===== Supplied data =====
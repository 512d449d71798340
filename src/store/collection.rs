// src/store/collection.rs
//! Ordered article rows plus the columns that travel with them.
//!
//! Three column groups, always in this order on output:
//! the five article columns, pass-through text columns read from a file, and
//! label columns (any column whose name contains `sentiment`).

use std::collections::HashSet;

use chrono::{DateTime, Utc};

use crate::error::{PipelineError, Result};
use crate::news::{format_timestamp, parse_timestamp, Article};
use crate::sentiment::{LabelCounts, SentimentLabel};

pub const TITLE: &str = "title";
pub const DESCRIPTION: &str = "description";
pub const PUBLISHED_AT: &str = "publishedAt";
pub const SOURCE: &str = "source";
pub const URL: &str = "url";

pub const ARTICLE_COLUMNS: [&str; 5] = [TITLE, DESCRIPTION, PUBLISHED_AT, SOURCE, URL];

pub fn is_label_column(name: &str) -> bool {
    name.to_lowercase().contains("sentiment")
}

#[derive(Debug, Clone, PartialEq, Eq)]
pub struct LabelColumn {
    pub name: String,
    /// `None` = row not labelled.
    pub values: Vec<Option<SentimentLabel>>,
}

/// Column kept verbatim from a loaded file.
#[derive(Debug, Clone, PartialEq, Eq)]
pub struct TextColumn {
    pub name: String,
    pub values: Vec<String>,
}

#[derive(Debug, Clone, Default, PartialEq, Eq)]
pub struct ArticleCollection {
    articles: Vec<Article>,
    extra: Vec<TextColumn>,
    labels: Vec<LabelColumn>,
}

fn cell_at(row: &[String], i: Option<usize>) -> &str {
    i.and_then(|i| row.get(i)).map(String::as_str).unwrap_or("")
}

impl ArticleCollection {
    pub fn new(articles: Vec<Article>) -> Self {
        Self {
            articles,
            extra: Vec::new(),
            labels: Vec::new(),
        }
    }

    /// Build from a header row and string cells (CSV file, warehouse query).
    ///
    /// Missing article columns read as empty; short rows are padded.
    pub fn from_records(headers: &[String], rows: Vec<Vec<String>>) -> Result<Self> {
        let mut seen = HashSet::new();
        for h in headers {
            if !seen.insert(h.as_str()) {
                return Err(PipelineError::InvalidInput(format!("duplicate column '{h}'")));
            }
        }

        let pos = |name: &str| headers.iter().position(|h| h == name);
        let (i_title, i_desc, i_pub, i_src, i_url) = (
            pos(TITLE),
            pos(DESCRIPTION),
            pos(PUBLISHED_AT),
            pos(SOURCE),
            pos(URL),
        );

        let mut extra: Vec<TextColumn> = Vec::new();
        let mut labels: Vec<LabelColumn> = Vec::new();
        let mut extra_idx = Vec::new();
        let mut label_idx = Vec::new();
        for (i, h) in headers.iter().enumerate() {
            if ARTICLE_COLUMNS.contains(&h.as_str()) {
                continue;
            }
            if is_label_column(h) {
                label_idx.push(i);
                labels.push(LabelColumn {
                    name: h.clone(),
                    values: Vec::with_capacity(rows.len()),
                });
            } else {
                extra_idx.push(i);
                extra.push(TextColumn {
                    name: h.clone(),
                    values: Vec::with_capacity(rows.len()),
                });
            }
        }

        let mut articles = Vec::with_capacity(rows.len());
        for row in rows {
            let cell = |i: Option<usize>| cell_at(&row, i);
            let opt = |s: &str| Some(s.to_string()).filter(|v| !v.trim().is_empty());
            articles.push(Article {
                title: cell(i_title).to_string(),
                description: opt(cell(i_desc)),
                published_at: parse_timestamp(cell(i_pub)),
                source: opt(cell(i_src)),
                url: cell(i_url).to_string(),
            });
            for (col, &i) in extra.iter_mut().zip(&extra_idx) {
                col.values.push(cell(Some(i)).to_string());
            }
            for (col, &i) in labels.iter_mut().zip(&label_idx) {
                col.values.push(SentimentLabel::from_cell(cell(Some(i))));
            }
        }

        Ok(Self {
            articles,
            extra,
            labels,
        })
    }

    pub fn len(&self) -> usize {
        self.articles.len()
    }

    pub fn is_empty(&self) -> bool {
        self.articles.is_empty()
    }

    pub fn articles(&self) -> &[Article] {
        &self.articles
    }

    pub fn extra_columns(&self) -> &[TextColumn] {
        &self.extra
    }

    pub fn label_columns(&self) -> &[LabelColumn] {
        &self.labels
    }

    pub fn label_column(&self, name: &str) -> Option<&LabelColumn> {
        self.labels.iter().find(|c| c.name == name)
    }

    /// Header row in output order.
    pub fn column_names(&self) -> Vec<String> {
        ARTICLE_COLUMNS
            .iter()
            .map(|s| s.to_string())
            .chain(self.extra.iter().map(|c| c.name.clone()))
            .chain(self.labels.iter().map(|c| c.name.clone()))
            .collect()
    }

    /// Add a label column, or replace the one with the same name in place.
    pub fn set_label_column(&mut self, name: &str, values: Vec<Option<SentimentLabel>>) -> Result<()> {
        if !is_label_column(name) {
            return Err(PipelineError::InvalidInput(format!(
                "label column '{name}' must contain 'sentiment'"
            )));
        }
        if values.len() != self.len() {
            return Err(PipelineError::InvalidInput(format!(
                "label column '{name}' has {} values for {} rows",
                values.len(),
                self.len()
            )));
        }
        match self.labels.iter_mut().find(|c| c.name == name) {
            Some(col) => col.values = values,
            None => self.labels.push(LabelColumn {
                name: name.to_string(),
                values,
            }),
        }
        Ok(())
    }

    /// Rows at `indices`, in that order, with every column carried along.
    pub fn select(&self, indices: &[usize]) -> Self {
        let indices: Vec<usize> = indices.iter().copied().filter(|&i| i < self.len()).collect();
        Self {
            articles: indices.iter().map(|&i| self.articles[i].clone()).collect(),
            extra: self
                .extra
                .iter()
                .map(|c| TextColumn {
                    name: c.name.clone(),
                    values: indices.iter().map(|&i| c.values[i].clone()).collect(),
                })
                .collect(),
            labels: self
                .labels
                .iter()
                .map(|c| LabelColumn {
                    name: c.name.clone(),
                    values: indices.iter().map(|&i| c.values[i]).collect(),
                })
                .collect(),
        }
    }

    pub fn filter<F>(&self, mut keep: F) -> Self
    where
        F: FnMut(&Article) -> bool,
    {
        let idx: Vec<usize> = self
            .articles
            .iter()
            .enumerate()
            .filter(|(_, a)| keep(a))
            .map(|(i, _)| i)
            .collect();
        self.select(&idx)
    }

    /// Drop rows whose URL was already seen; first occurrence wins.
    /// Rows with an empty URL are always kept.
    pub fn dedup_by_url(&self) -> Self {
        let mut seen = HashSet::new();
        self.filter(|a| a.url.is_empty() || seen.insert(a.url.clone()))
    }

    /// Newest first, undated rows last. Stable for equal timestamps.
    pub fn sorted_by_published_desc(&self) -> Self {
        let mut idx: Vec<usize> = (0..self.len()).collect();
        idx.sort_by(|&a, &b| {
            let (pa, pb) = (self.articles[a].published_at, self.articles[b].published_at);
            match (pa, pb) {
                (Some(x), Some(y)) => y.cmp(&x),
                (Some(_), None) => std::cmp::Ordering::Less,
                (None, Some(_)) => std::cmp::Ordering::Greater,
                (None, None) => std::cmp::Ordering::Equal,
            }
        });
        self.select(&idx)
    }

    pub fn label_counts(&self, column: &str) -> Option<LabelCounts> {
        self.label_column(column)
            .map(|c| LabelCounts::from_labels(&c.values))
    }

    /// Earliest and latest `publishedAt`, ignoring undated rows.
    pub fn date_range(&self) -> Option<(DateTime<Utc>, DateTime<Utc>)> {
        let mut dates = self.articles.iter().filter_map(|a| a.published_at);
        let first = dates.next()?;
        Some(dates.fold((first, first), |(lo, hi), d| (lo.min(d), hi.max(d))))
    }

    /// Cells of row `i` in [`column_names`](Self::column_names) order.
    pub fn row_cells(&self, i: usize) -> Vec<String> {
        let a = &self.articles[i];
        let mut out = vec![
            a.title.clone(),
            a.description.clone().unwrap_or_default(),
            a.published_at.as_ref().map(format_timestamp).unwrap_or_default(),
            a.source.clone().unwrap_or_default(),
            a.url.clone(),
        ];
        out.extend(self.extra.iter().map(|c| c.values[i].clone()));
        out.extend(
            self.labels
                .iter()
                .map(|c| c.values[i].map(|l| l.to_string()).unwrap_or_default()),
        );
        out
    }

    pub fn rows(&self) -> impl Iterator<Item = Vec<String>> + '_ {
        (0..self.len()).map(move |i| self.row_cells(i))
    }
}

#[cfg(test)]
mod tests {
    use super::*;
    use chrono::TimeZone;

    fn s(v: &[&str]) -> Vec<String> {
        v.iter().map(|x| x.to_string()).collect()
    }

    fn sample() -> ArticleCollection {
        ArticleCollection::from_records(
            &s(&["title", "url", "publishedAt", "lang", "bert_sentiment"]),
            vec![
                s(&["Old", "u1", "2024-05-01T10:00:00Z", "en", "POSITIVE"]),
                s(&["Undated", "u2", "", "en", ""]),
                s(&["New", "u3", "2024-05-03 08:00:00+00:00", "hi", "Negative"]),
                s(&["Dup", "u1", "2024-05-02T00:00:00Z", "en", "weird"]),
            ],
        )
        .unwrap()
    }

    #[test]
    fn records_split_into_column_groups() {
        let c = sample();
        assert_eq!(c.len(), 4);
        assert_eq!(
            c.column_names(),
            s(&["title", "description", "publishedAt", "source", "url", "lang", "bert_sentiment"])
        );
        let labels = &c.label_column("bert_sentiment").unwrap().values;
        assert_eq!(
            labels,
            &vec![
                Some(SentimentLabel::Positive),
                None,
                Some(SentimentLabel::Negative),
                Some(SentimentLabel::Unknown)
            ]
        );
        assert_eq!(c.articles()[1].published_at, None);
        assert_eq!(c.row_cells(2)[2], "2024-05-03T08:00:00Z");
    }

    #[test]
    fn sort_puts_undated_last() {
        let sorted = sample().sorted_by_published_desc();
        let titles: Vec<&str> = sorted.articles().iter().map(|a| a.title.as_str()).collect();
        assert_eq!(titles, vec!["New", "Dup", "Old", "Undated"]);
        // labels follow their rows
        assert_eq!(
            sorted.label_column("bert_sentiment").unwrap().values[0],
            Some(SentimentLabel::Negative)
        );
        assert_eq!(sorted.extra_columns()[0].values[0], "hi");
    }

    #[test]
    fn dedup_keeps_first_url() {
        let d = sample().dedup_by_url();
        assert_eq!(d.len(), 3);
        assert!(d.articles().iter().all(|a| a.title != "Dup"));
    }

    #[test]
    fn label_column_replaced_in_place() {
        let mut c = sample();
        c.set_label_column("sentiment_title", vec![None; 4]).unwrap();
        c.set_label_column("bert_sentiment", vec![Some(SentimentLabel::Neutral); 4])
            .unwrap();
        assert_eq!(c.label_columns().len(), 2);
        assert_eq!(c.label_columns()[0].name, "bert_sentiment");
        assert_eq!(c.label_counts("bert_sentiment").unwrap().neutral, 4);

        assert!(c.set_label_column("sentiment_title", vec![None; 3]).is_err());
        assert!(c.set_label_column("score", vec![None; 4]).is_err());
    }

    #[test]
    fn date_range_ignores_missing() {
        let (lo, hi) = sample().date_range().unwrap();
        assert_eq!(lo, Utc.with_ymd_and_hms(2024, 5, 1, 10, 0, 0).unwrap());
        assert_eq!(hi, Utc.with_ymd_and_hms(2024, 5, 3, 8, 0, 0).unwrap());
        assert!(ArticleCollection::default().date_range().is_none());
    }

    #[test]
    fn duplicate_headers_rejected() {
        let err = ArticleCollection::from_records(&s(&["title", "title"]), vec![]).unwrap_err();
        assert!(matches!(err, PipelineError::InvalidInput(_)));
    }
}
=====
Filter the records down to the lines containing the word "insert", and copy those.

(Exercise result):
            if !seen.insert(h.as_str()) {
        self.filter(|a| a.url.is_empty() || seen.insert(a.url.clone()))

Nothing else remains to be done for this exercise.